S.: Oui, ça vous pouvez le dire. Et d'ailleurs, il n'y a pas que moi qui le dis.

O.: Sinon comme activité, qu'est-ce que vous aimeriez faire ?

S.: Oh ! Maintenant je vais partir. Autrement, ce serait la couture. Sinon, l'encadrement, c'est une affaire d'homme, ça, je trouve. Et les puzzles, ce n'est pas si facile, un vrai casse-tête chinois. C'est vrai, hein ! Et le dessin, je ne fais pas des choses extraordinaires. Je n'ai que mon certificat d'études. Il y a un véritable artiste peintre en dessous. C'est beau, ce qu'il fait. Tout ce qu'il fait, on voit que c'est un peintre.

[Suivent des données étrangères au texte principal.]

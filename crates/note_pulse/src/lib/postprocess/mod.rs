//! Best-effort rewrites of generated markdown.
//!
//! Each feature returns a [`PostProcessOutcome`]: the (possibly partially)
//! rewritten markdown plus the non-fatal problems it ran into. Nothing here
//! can fail a task.

pub mod markers;
mod screenshots;

use std::fmt;

use serde::{Deserialize, Serialize};

pub use markers::{extract_screenshot_markers, replace_content_markers, ScreenshotMarker};
pub use screenshots::ScreenshotInserter;

#[derive(Debug, Clone, Copy, PartialEq, Eq, Serialize, Deserialize)]
#[serde(rename_all = "lowercase")]
pub enum PostProcessFeature {
    Screenshot,
    Link,
}

impl fmt::Display for PostProcessFeature {
    fn fmt(&self, f: &mut fmt::Formatter<'_>) -> fmt::Result {
        match self {
            PostProcessFeature::Screenshot => f.write_str("screenshot"),
            PostProcessFeature::Link => f.write_str("link"),
        }
    }
}

#[derive(Debug, Clone, PartialEq, Eq, Serialize, Deserialize)]
pub struct PostProcessWarning {
    pub feature: PostProcessFeature,
    #[serde(default, skip_serializing_if = "Option::is_none")]
    pub marker: Option<String>,
    pub message: String,
}

#[derive(Debug, Clone, PartialEq, Eq)]
pub struct PostProcessOutcome {
    pub markdown: String,
    pub warnings: Vec<PostProcessWarning>,
}

impl PostProcessOutcome {
    pub fn unchanged(markdown: impl Into<String>) -> Self {
        Self {
            markdown: markdown.into(),
            warnings: Vec::new(),
        }
    }

    pub fn is_clean(&self) -> bool {
        self.warnings.is_empty()
    }
}

/// Applies timestamp deep links for `platform`.
///
/// The rewrite itself cannot fail; a missing video id skips it with a warning
/// so markers are not turned into links pointing nowhere.
pub fn insert_links(markdown: &str, video_id: &str, platform: &str) -> PostProcessOutcome {
    if video_id.trim().is_empty() {
        return PostProcessOutcome {
            markdown: markdown.to_string(),
            warnings: vec![PostProcessWarning {
                feature: PostProcessFeature::Link,
                marker: None,
                message: "video id is empty, timestamp links skipped".into(),
            }],
        };
    }
    PostProcessOutcome::unchanged(replace_content_markers(markdown, video_id, platform))
}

O.: Voyez-vous autre chose à dire ?

S.: Non, c'est tout. Moi, je suis très sensible, aux contrariétés comme aux joies. Une petite joie, c'est une grande joie pour moi, et une petite contrariété s'en est une grande.

O.: Voyez-vous autre chose à rajouter ?

S.: Non.

O.: Je vous remercie de cet entretien, Simone. Vous aurez le prochain Objectifs gratuitement puisque vous y avez participé. Si vous êtes chez vous quand il sortira, nous vous l'enverrons.